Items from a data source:

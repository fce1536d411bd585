//! Feed API handlers.

use axum::{
    extract::{Path, State},
    Json,
};
use serde::Deserialize;
use std::sync::Arc;
use gatehouse_core::{
    pipeline::{PollFeedRequest, PollFeedResponse},
    SerializedCredential,
};

use super::ApiError;
use crate::state::AppState;

/// Body of a feed poll. The feed id comes from the path.
#[derive(Debug, Default, Deserialize)]
pub struct PollFeedBody {
    #[serde(default)]
    pub credential: Option<SerializedCredential>,
}

/// POST /api/v1/feeds/{feed_id}
///
/// Issue the caller's tickets as feed actions.
pub async fn poll_feed(
    State(state): State<Arc<AppState>>,
    Path(feed_id): Path<String>,
    Json(body): Json<PollFeedBody>,
) -> Result<Json<PollFeedResponse>, ApiError> {
    let request = PollFeedRequest {
        feed_id,
        credential: body.credential,
    };
    Ok(Json(state.service().poll_feed(&request).await?))
}
//! Semaphore group membership and root history.
//!
//! Groups are recomputed from the consumer ledger after each load. Every
//! distinct root is appended to the history so that proofs made against an
//! older root can still be checked.

mod group;
mod provider;
mod sqlite;

pub use group::*;
pub use provider::*;
pub use sqlite::SqliteSemaphoreHistoryStore;

use chrono::{DateTime, Utc};
use serde::{Deserialize, Serialize};
use thiserror::Error;

#[derive(Debug, Error)]
pub enum SemaphoreError {
    #[error("Database error: {0}")]
    Database(String),

    #[error("Consumer ledger error: {0}")]
    Consumers(#[from] crate::consumer::ConsumerError),
}

/// One recorded group snapshot.
#[derive(Debug, Clone, PartialEq, Eq, Serialize, Deserialize)]
pub struct SemaphoreHistoryEntry {
    pub id: i64,
    pub pipeline_id: String,
    pub group_id: String,
    pub root: String,
    pub snapshot: SemaphoreGroup,
    pub time_created: DateTime<Utc>,
}

pub trait SemaphoreHistoryStore: Send + Sync {
    /// Append `group` unless its root equals the latest recorded root for
    /// that (pipeline, group). Returns whether an entry was appended.
    fn record_if_changed(
        &self,
        pipeline_id: &str,
        group: &SemaphoreGroup,
    ) -> Result<bool, SemaphoreError>;

    fn get_by_root(
        &self,
        pipeline_id: &str,
        group_id: &str,
        root: &str,
    ) -> Result<Option<SemaphoreGroup>, SemaphoreError>;

    fn latest(
        &self,
        pipeline_id: &str,
        group_id: &str,
    ) -> Result<Option<SemaphoreHistoryEntry>, SemaphoreError>;

    fn latest_root(&self, pipeline_id: &str, group_id: &str)
        -> Result<Option<String>, SemaphoreError> {
        Ok(self.latest(pipeline_id, group_id)?.map(|entry| entry.root))
    }

    /// Distinct group ids with recorded history for a pipeline.
    fn group_ids(&self, pipeline_id: &str) -> Result<Vec<String>, SemaphoreError>;

    fn delete_group(&self, pipeline_id: &str, group_id: &str) -> Result<u64, SemaphoreError>;

    fn delete_for_pipeline(&self, pipeline_id: &str) -> Result<u64, SemaphoreError>;
}
use axum::{
    middleware,
    routing::{delete, get, post},
    Router,
};
use std::sync::Arc;
use tower_http::{cors::CorsLayer, trace::TraceLayer};

use super::{checkin, feeds, handlers, middleware as mw, pipelines, semaphore};
use crate::state::AppState;

pub fn create_router(state: Arc<AppState>) -> Router {
    // Operator routes (authenticated)
    let operator_routes = Router::new()
        .route("/config", get(handlers::get_config))
        .route(
            "/pipelines",
            get(pipelines::list_pipelines).put(pipelines::upsert_pipeline),
        )
        .route(
            "/pipelines/{id}",
            get(pipelines::get_pipeline).delete(pipelines::delete_pipeline),
        )
        .route("/pipelines/{id}/info", get(pipelines::pipeline_info))
        .route("/pipelines/{id}/load", post(pipelines::perform_load))
        .route(
            "/pipelines/{id}/offline/{ticket_id}",
            delete(pipelines::delete_offline_checkin),
        )
        .layer(middleware::from_fn_with_state(
            Arc::clone(&state),
            mw::auth_middleware,
        ));

    // Public routes (requests carry signed credentials)
    let public_routes = Router::new()
        .route("/health", get(handlers::health))
        .route("/feeds/{feed_id}", post(feeds::poll_feed))
        .route("/checkin", post(checkin::check_in))
        .route("/offline/checkin", post(checkin::upload_offline_checkins))
        .route("/offline/tickets", post(checkin::offline_tickets))
        .route(
            "/semaphore/{pipeline_id}/{group_id}",
            get(semaphore::latest_group),
        )
        .route(
            "/semaphore/{pipeline_id}/{group_id}/root",
            get(semaphore::latest_root),
        )
        .route(
            "/semaphore/{pipeline_id}/{group_id}/{root}",
            get(semaphore::group_by_root),
        );

    Router::new()
        .nest("/api/v1", operator_routes.merge(public_routes))
        .route("/metrics", get(handlers::metrics))
        .layer(middleware::from_fn(mw::metrics_middleware))
        .layer(TraceLayer::new_for_http())
        .layer(CorsLayer::permissive())
        .with_state(state)
}
use async_trait::async_trait;

use super::{AuthError, AuthRequest, Authenticator, Identity};

/// Authenticator that accepts all requests as anonymous, trusting the
/// operator email header as-is.
/// Must be explicitly configured - the system won't default to this
pub struct NoneAuthenticator;

impl NoneAuthenticator {
    pub fn new() -> Self {
        Self
    }
}

impl Default for NoneAuthenticator {
    fn default() -> Self {
        Self::new()
    }
}

#[async_trait]
impl Authenticator for NoneAuthenticator {
    async fn authenticate(&self, request: &AuthRequest) -> Result<Identity, AuthError> {
        Ok(Identity::anonymous().with_email(request.operator_email()))
    }

    fn method_name(&self) -> &'static str {
        "none"
    }
}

▸ **Required action**:
Every line above carrying the word "Identity" needs to be shown.

▸ **Solution**:
use super::{AuthError, AuthRequest, Authenticator, Identity};
    async fn authenticate(&self, request: &AuthRequest) -> Result<Identity, AuthError> {
        Ok(Identity::anonymous().with_email(request.operator_email()))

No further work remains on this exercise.